**Exercise input:**
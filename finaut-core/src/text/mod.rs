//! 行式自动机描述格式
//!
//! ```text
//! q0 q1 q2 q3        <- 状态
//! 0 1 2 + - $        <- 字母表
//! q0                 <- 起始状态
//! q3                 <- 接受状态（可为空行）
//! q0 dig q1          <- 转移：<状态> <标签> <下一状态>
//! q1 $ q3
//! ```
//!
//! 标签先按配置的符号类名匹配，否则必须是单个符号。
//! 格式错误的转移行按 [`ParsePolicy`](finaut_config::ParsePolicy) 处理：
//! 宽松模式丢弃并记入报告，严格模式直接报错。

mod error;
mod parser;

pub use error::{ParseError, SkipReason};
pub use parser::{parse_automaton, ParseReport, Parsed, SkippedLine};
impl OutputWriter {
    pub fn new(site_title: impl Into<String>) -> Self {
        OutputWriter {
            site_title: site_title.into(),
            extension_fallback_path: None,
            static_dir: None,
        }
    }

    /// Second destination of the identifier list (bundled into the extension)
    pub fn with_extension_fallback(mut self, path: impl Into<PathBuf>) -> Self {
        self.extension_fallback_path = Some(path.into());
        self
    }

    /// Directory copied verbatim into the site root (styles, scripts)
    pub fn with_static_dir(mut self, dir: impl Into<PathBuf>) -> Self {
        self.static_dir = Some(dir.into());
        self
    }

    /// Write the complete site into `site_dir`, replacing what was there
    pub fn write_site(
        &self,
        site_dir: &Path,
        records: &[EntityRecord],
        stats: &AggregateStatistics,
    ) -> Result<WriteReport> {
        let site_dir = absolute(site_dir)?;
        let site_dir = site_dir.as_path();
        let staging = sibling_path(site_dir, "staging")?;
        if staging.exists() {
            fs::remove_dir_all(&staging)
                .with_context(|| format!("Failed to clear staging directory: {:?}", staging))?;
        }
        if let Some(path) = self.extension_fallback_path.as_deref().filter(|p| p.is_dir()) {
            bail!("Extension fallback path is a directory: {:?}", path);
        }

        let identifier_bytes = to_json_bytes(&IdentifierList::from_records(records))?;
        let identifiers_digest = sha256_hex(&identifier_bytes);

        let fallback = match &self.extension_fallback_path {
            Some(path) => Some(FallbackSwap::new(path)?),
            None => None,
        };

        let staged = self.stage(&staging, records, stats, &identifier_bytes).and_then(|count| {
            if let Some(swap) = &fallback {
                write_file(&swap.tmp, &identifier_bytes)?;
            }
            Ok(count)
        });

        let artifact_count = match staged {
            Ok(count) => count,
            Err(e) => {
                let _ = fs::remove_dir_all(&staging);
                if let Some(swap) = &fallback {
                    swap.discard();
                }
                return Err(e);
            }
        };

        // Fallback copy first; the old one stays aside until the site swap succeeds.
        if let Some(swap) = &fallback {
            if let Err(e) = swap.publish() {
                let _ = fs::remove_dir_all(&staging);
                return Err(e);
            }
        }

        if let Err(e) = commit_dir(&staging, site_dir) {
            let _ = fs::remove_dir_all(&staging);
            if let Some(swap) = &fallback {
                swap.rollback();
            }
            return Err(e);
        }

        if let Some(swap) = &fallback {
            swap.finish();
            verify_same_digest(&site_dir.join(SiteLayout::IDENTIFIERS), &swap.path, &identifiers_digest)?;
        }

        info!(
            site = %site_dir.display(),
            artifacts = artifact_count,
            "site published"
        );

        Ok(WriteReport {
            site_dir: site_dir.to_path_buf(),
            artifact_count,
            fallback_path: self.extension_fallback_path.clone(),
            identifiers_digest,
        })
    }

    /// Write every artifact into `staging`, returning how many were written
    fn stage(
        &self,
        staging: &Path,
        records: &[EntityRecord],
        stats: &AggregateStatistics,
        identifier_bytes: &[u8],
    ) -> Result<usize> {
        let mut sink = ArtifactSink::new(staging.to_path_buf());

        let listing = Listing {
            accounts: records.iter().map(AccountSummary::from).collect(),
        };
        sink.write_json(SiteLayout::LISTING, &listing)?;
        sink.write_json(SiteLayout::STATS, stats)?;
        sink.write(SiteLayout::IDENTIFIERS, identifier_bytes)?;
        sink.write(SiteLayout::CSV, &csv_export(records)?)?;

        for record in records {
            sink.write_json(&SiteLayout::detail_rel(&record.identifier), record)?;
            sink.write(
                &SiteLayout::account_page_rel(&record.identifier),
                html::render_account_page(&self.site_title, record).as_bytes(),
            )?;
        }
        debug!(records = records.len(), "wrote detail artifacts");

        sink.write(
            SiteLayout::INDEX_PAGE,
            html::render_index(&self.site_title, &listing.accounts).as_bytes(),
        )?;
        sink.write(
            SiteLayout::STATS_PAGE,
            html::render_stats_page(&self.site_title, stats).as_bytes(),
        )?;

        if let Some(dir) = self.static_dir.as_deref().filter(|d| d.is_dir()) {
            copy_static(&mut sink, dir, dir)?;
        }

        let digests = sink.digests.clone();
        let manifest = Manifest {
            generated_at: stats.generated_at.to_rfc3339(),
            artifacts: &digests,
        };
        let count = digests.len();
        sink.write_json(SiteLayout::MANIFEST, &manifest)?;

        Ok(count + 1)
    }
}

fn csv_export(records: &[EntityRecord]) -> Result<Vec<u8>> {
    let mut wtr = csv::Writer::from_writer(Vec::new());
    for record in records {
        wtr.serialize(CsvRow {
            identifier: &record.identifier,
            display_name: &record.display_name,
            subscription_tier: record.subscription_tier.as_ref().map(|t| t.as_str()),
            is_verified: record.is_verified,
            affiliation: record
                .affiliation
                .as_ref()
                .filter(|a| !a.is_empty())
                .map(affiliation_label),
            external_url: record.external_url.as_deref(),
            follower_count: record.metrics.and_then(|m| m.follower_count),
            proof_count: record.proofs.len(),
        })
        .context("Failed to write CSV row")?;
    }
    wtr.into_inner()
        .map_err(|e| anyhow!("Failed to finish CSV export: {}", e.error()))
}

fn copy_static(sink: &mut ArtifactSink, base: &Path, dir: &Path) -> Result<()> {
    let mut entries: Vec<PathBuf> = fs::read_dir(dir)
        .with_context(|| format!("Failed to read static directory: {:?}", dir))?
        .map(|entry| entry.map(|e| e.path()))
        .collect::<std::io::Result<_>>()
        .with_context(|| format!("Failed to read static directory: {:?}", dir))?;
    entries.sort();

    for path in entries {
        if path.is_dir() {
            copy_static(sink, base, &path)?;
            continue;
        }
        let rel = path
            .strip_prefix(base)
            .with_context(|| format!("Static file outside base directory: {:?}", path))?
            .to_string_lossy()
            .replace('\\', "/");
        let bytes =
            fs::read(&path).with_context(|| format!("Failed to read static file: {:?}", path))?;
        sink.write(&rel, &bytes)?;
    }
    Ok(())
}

**Your assignment:** Look over the material and return every line where the word "base" is found.

**Finished exercise:**
fn copy_static(sink: &mut ArtifactSink, base: &Path, dir: &Path) -> Result<()> {
            copy_static(sink, base, &path)?;
            .strip_prefix(base)
            .with_context(|| format!("Static file outside base directory: {:?}", path))?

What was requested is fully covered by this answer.